To Thrive In An Unfair World, Don’t Be A Miser: The Treasure and The Two Men
Conversation got a little heavy at the breakfast table the other day. I was telling my partner about a book I was reading by Phillippe Lançon, one of the survivors of the terrorist attack at the Charlie Hebdo newspaper offices on January 7, 2015. Next thing we knew we were revisiting the November 13, 2015 attack at the Bataclan concert venue, which we experienced from a restaurant only a few hundred meters away (and which I wrote about here: A Paris Weekend In November). Then it was Kikkan Randall’s cancer, discovered only months after she won a gold medal for cross country skiing at the 2018 Winter Olympics.
Life’s randomness can terrify me over my oatmeal. Fortune toys with us.
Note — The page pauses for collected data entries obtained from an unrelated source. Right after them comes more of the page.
use std::io::{self, IoSlice, IoSliceMut, Read, Write};
use std::net::TcpStream;
use std::os::fd::{AsRawFd, FromRawFd, OwnedFd, RawFd};
use std::os::unix::net::UnixStream;

use nix::sys::socket::{
    recvmsg, sendmsg, ControlMessage, ControlMessageOwned, MsgFlags,
};
use tokio::io::unix::AsyncFd;
use tokio::sync::mpsc;
use tracing::{debug, trace};

use crate::error::{Error, ErrorKind, Result};
use crate::message::{decode_fixed_header, encode_to, take_message_fds};
use crate::protocol::{Capabilities, FIXED_HEADER_LENGTH};
use crate::wire::WriteBuf;
use crate::{decode_message, Message};

/// Most descriptors accepted in a single ancillary batch. Matches the
/// limit the reference bus enforces per message.
const MAX_FDS_PER_READ: usize = 16;

/// A connected byte stream to a peer, either flavor of socket the
/// transport supports.
#[derive(Debug)]
pub(crate) enum Stream {
    Unix(UnixStream),
    Tcp(TcpStream),
}

impl Stream {
    pub(crate) fn is_unix(&self) -> bool {
        matches!(self, Stream::Unix(..))
    }

    pub(crate) fn set_nonblocking(&self) -> io::Result<()> {
        match self {
            Stream::Unix(stream) => stream.set_nonblocking(true),
            Stream::Tcp(stream) => stream.set_nonblocking(true),
        }
    }

    /// Read into `buf`, collecting any descriptors that arrive as
    /// ancillary data.
    pub(crate) fn recv(&self, buf: &mut [u8], fds: &mut Vec<OwnedFd>) -> io::Result<usize> {
        match self {
            Stream::Unix(stream) => {
                let mut iov = [IoSliceMut::new(buf)];
                let mut cmsg = nix::cmsg_space!([RawFd; MAX_FDS_PER_READ]);

                let msg = recvmsg::<()>(
                    stream.as_raw_fd(),
                    &mut iov,
                    Some(&mut cmsg),
                    MsgFlags::MSG_CMSG_CLOEXEC,
                )
                .map_err(io::Error::from)?;

                let bytes = msg.bytes;

                for cmsg in msg.cmsgs().map_err(io::Error::from)? {
                    if let ControlMessageOwned::ScmRights(received) = cmsg {
                        for fd in received {
                            // SAFETY: recvmsg hands us ownership of every
                            // descriptor it delivers.
                            fds.push(unsafe { OwnedFd::from_raw_fd(fd) });
                        }
                    }
                }

                Ok(bytes)
            }
            Stream::Tcp(stream) => (&*stream).read(buf),
        }
    }

    /// Write from `buf`, attaching `fds` as `SCM_RIGHTS` ancillary data.
    /// Descriptors may only accompany unix sockets; the codec never
    /// produces them otherwise.
    pub(crate) fn send(&self, buf: &[u8], fds: &[RawFd]) -> io::Result<usize> {
        match self {
            Stream::Unix(stream) => {
                let iov = [IoSlice::new(buf)];

                let cmsgs = if fds.is_empty() {
                    Vec::new()
                } else {
                    vec![ControlMessage::ScmRights(fds)]
                };

                sendmsg::<()>(
                    stream.as_raw_fd(),
                    &iov,
                    &cmsgs,
                    MsgFlags::empty(),
                    None,
                )
                .map_err(io::Error::from)
            }
            Stream::Tcp(stream) => (&*stream).write(buf),
        }
    }

    fn shutdown(&self) -> io::Result<()> {
        match self {
            Stream::Unix(stream) => stream.shutdown(std::net::Shutdown::Both),
            Stream::Tcp(stream) => stream.shutdown(std::net::Shutdown::Both),
        }
    }
}

impl AsRawFd for Stream {
    #[inline]
    fn as_raw_fd(&self) -> RawFd {
        match self {
            Stream::Unix(stream) => stream.as_raw_fd(),
            Stream::Tcp(stream) => stream.as_raw_fd(),
        }
    }
}

/// An authenticated transport carrying D-Bus messages.
///
/// Obtained from [`connect_authenticated`] or [`loopback`]. At most one
/// `recv` and one `send` may be outstanding at a time; a send abandoned
/// mid-write poisons the transport and only [`shutdown`] remains useful.
///
/// [`connect_authenticated`]: crate::connect_authenticated
/// [`loopback`]: crate::loopback
/// [`shutdown`]: Transport::shutdown
#[derive(Debug)]
pub struct Transport {
    inner: Inner,
}

#[derive(Debug)]
enum Inner {
    Socket(SocketTransport),
    Loopback(Loopback),
}

impl Transport {
    pub(crate) fn socket(transport: SocketTransport) -> Transport {
        Transport {
            inner: Inner::Socket(transport),
        }
    }

    /// Receive the next message.
    ///
    /// On a decode error the stream itself stays open and usable; whether
    /// to continue is the caller's decision.
    pub async fn recv(&mut self) -> Result<Message> {
        match &mut self.inner {
            Inner::Socket(transport) => transport.recv().await,
            Inner::Loopback(loopback) => loopback.recv().await,
        }
    }

    /// Send a message, consuming it and the descriptors it carries.
    ///
    /// A send error leaves the peer's stream in an unknown position; the
    /// transport is poisoned and must be shut down.
    pub async fn send(&mut self, message: Message) -> Result<()> {
        match &mut self.inner {
            Inner::Socket(transport) => transport.send(message).await,
            Inner::Loopback(loopback) => loopback.send(message).await,
        }
    }

    /// The capabilities negotiated for this transport.
    pub fn capabilities(&self) -> Capabilities {
        match &self.inner {
            Inner::Socket(transport) => transport.capabilities,
            Inner::Loopback(..) => Capabilities::UNIX_FD,
        }
    }

    /// Shut the transport down. Idempotent; errors while closing are
    /// logged, not surfaced. Every subsequent operation fails.
    pub fn shutdown(&mut self) {
        match &mut self.inner {
            Inner::Socket(transport) => transport.shutdown(),
            Inner::Loopback(loopback) => loopback.shutdown(),
        }
    }
}

/// An in-memory transport for testing: a single-slot mailbox where
/// `send` deposits a deep duplicate of the message and `recv` takes it.
///
/// Duplication ensures sender and receiver hold independent descriptors,
/// the same contract a socket pair provides.
pub fn loopback() -> Transport {
    let (tx, rx) = mpsc::channel(1);

    Transport {
        inner: Inner::Loopback(Loopback {
            tx,
            rx,
            shutdown: false,
        }),
    }
}

#[derive(Debug)]
struct Loopback {
    tx: mpsc::Sender<Message>,
    rx: mpsc::Receiver<Message>,
    shutdown: bool,
}

impl Loopback {
    async fn send(&mut self, message: Message) -> Result<()> {
        if self.shutdown {
            return Err(Error::new(ErrorKind::Shutdown));
        }

        let dup = message.deep_dup()?;

        if self.tx.send(dup).await.is_err() {
            return Err(Error::new(ErrorKind::Shutdown));
        }

        Ok(())
    }

    async fn recv(&mut self) -> Result<Message> {
        if self.shutdown {
            return Err(Error::new(ErrorKind::Shutdown));
        }

        match self.rx.recv().await {
            Some(message) => Ok(message),
            None => Err(Error::new(ErrorKind::Shutdown)),
        }
    }

    fn shutdown(&mut self) {
        self.shutdown = true;
        self.rx.close();
    }
}

/// A transport over a connected, authenticated socket.
#[derive(Debug)]
pub(crate) struct SocketTransport {
    stream: Option<AsyncFd<Stream>>,
    capabilities: Capabilities,
    /// Set while a send is on the wire or after one failed; the stream
    /// position is then unknown to the peer.
    poisoned: bool,
    write_buf: WriteBuf,
    read_buf: Vec<u8>,
    /// Descriptors collected from ancillary data while receiving the
    /// current message.
    pending_fds: Vec<OwnedFd>,
}

impl SocketTransport {
    /// Wrap an authenticated stream. `leftover` holds any bytes read past
    /// the end of the handshake.
    pub(crate) fn new(
        stream: AsyncFd<Stream>,
        capabilities: Capabilities,
        leftover: Vec<u8>,
    ) -> SocketTransport {
        SocketTransport {
            stream: Some(stream),
            capabilities,
            poisoned: false,
            write_buf: WriteBuf::new(),
            read_buf: leftover,
            pending_fds: Vec::new(),
        }
    }

    fn stream(&self) -> Result<&AsyncFd<Stream>> {
        if self.poisoned {
            return Err(Error::new(ErrorKind::Cancelled));
        }

        match &self.stream {
            Some(stream) => Ok(stream),
            None => Err(Error::new(ErrorKind::Shutdown)),
        }
    }

    /// Receive one message. Resumable after cancellation: partially read
    /// bytes stay in the read buffer and the next call continues from
    /// them.
    async fn recv(&mut self) -> Result<Message> {
        self.read_exact(FIXED_HEADER_LENGTH).await?;

        let mut head = [0u8; FIXED_HEADER_LENGTH];
        head.copy_from_slice(&self.read_buf[..FIXED_HEADER_LENGTH]);

        // Validate the fixed header and the size cap before committing to
        // read the remainder. On a header-level error only those sixteen
        // bytes can be discarded; the frame length is unknown.
        let total = match decode_fixed_header(&head).and_then(|header| header.total_length()) {
            Ok(total) => total,
            Err(e) => {
                self.read_buf.drain(..FIXED_HEADER_LENGTH);
                return Err(e);
            }
        };

        self.read_exact(total).await?;

        let fds = std::mem::take(&mut self.pending_fds);
        let result = decode_message(&self.read_buf[..total], fds);

        // Consume the whole frame either way; bytes past it belong to the
        // next message and a failed frame does not poison the stream.
        self.read_buf.drain(..total);

        if let Ok(message) = &result {
            trace!(serial = message.serial().get(), "received message");
        }

        result
    }

    /// Send one message. The descriptors ride along with the first bytes
    /// of the frame.
    async fn send(&mut self, message: Message) -> Result<()> {
        self.stream()?;

        encode_to(&mut self.write_buf, &message, self.capabilities)?;

        let serial = message.serial().get();
        let fds = take_message_fds(message);
        let raw_fds = fds.iter().map(AsRawFd::as_raw_fd).collect::<Vec<_>>();

        // From the first byte on the wire until the frame completes, the
        // stream is desynchronized if we stop.
        self.poisoned = true;

        let mut pos = 0;

        while pos < self.write_buf.len() {
            let stream = match &self.stream {
                Some(stream) => stream,
                None => return Err(Error::new(ErrorKind::Shutdown)),
            };

            let mut guard = stream.writable().await?;

            let attach = if pos == 0 { &raw_fds[..] } else { &[] };

            match guard.get_inner().send(&self.write_buf.get()[pos..], attach) {
                Ok(0) => {
                    return Err(Error::new(ErrorKind::Io(io::Error::from(
                        io::ErrorKind::WriteZero,
                    ))));
                }
                Ok(n) => pos += n,
                Err(e) if e.kind() == io::ErrorKind::WouldBlock => {
                    guard.clear_ready();
                }
                Err(e) => return Err(Error::new(ErrorKind::Io(e))),
            }
        }

        self.poisoned = false;
        self.write_buf.clear();

        // The descriptors were consumed by the kernel with the first
        // chunk; dropping our handles completes the ownership transfer.
        drop(fds);

        trace!(serial, "sent message");
        Ok(())
    }

    /// Fill the read buffer up to `target` bytes.
    async fn read_exact(&mut self, target: usize) -> Result<()> {
        self.stream()?;

        while self.read_buf.len() < target {
            let stream = match &self.stream {
                Some(stream) => stream,
                None => return Err(Error::new(ErrorKind::Shutdown)),
            };

            let mut guard = stream.readable().await?;

            let start = self.read_buf.len();
            self.read_buf.resize(target, 0);

            let result = guard
                .get_inner()
                .recv(&mut self.read_buf[start..], &mut self.pending_fds);

            match result {
                Ok(0) => {
                    self.read_buf.truncate(start);
                    return Err(Error::new(ErrorKind::Io(io::Error::from(
                        io::ErrorKind::UnexpectedEof,
                    ))));
                }
                Ok(n) => self.read_buf.truncate(start + n),
                Err(e) if e.kind() == io::ErrorKind::WouldBlock => {
                    self.read_buf.truncate(start);
                    guard.clear_ready();
                }
                Err(e) => {
                    self.read_buf.truncate(start);
                    return Err(Error::new(ErrorKind::Io(e)));
                }
            }
        }

        Ok(())
    }

    fn shutdown(&mut self) {
        let Some(stream) = self.stream.take() else {
            return;
        };

        let stream = stream.into_inner();

        if let Err(e) = stream.shutdown() {
            debug!("error shutting down socket: {e}");
        }
    }
}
A man who was without credit or resources, the devil in his wallet — that is to say, with nothing in his wallet — thought he would do well to hang himself and put an end to his misery. After all, if he didn’t, then hunger would get him soon enough. And that’s a death of limited appeal to people who have little desire to taste death in advance.
With this intention, he chose an old shack to set the scene of his adventure. He brought a rope and went about hammering a nail high up on the wall where he wanted to attach the noose. The wall, old and dilapidated, fell down at the first hammer blow, exposing a treasure.
Our man-in-despair gathered up the treasure and took off with it, leaving the noose and returning with gold. He didn’t bother to count — a round number or not, the sum pleased our gentlemen.
As our gallant loped away, the owner of the treasure arrived. Found his money … absent.
What? He said. I haven’t even died and I’ve lost my money? I won’t hang myself. Well, maybe I will, if only I had a rope.
The cord was ready. Only a man was missing. This new arrival attached his neck and hung himself well and good. He may have taken some consolation from the fact that someone else had covered the cost of the rope.
A miser rarely ends his days without tears. He takes the least pleasure in the treasure he locks away, hoarding it for thieves, or for his parents or for his grave.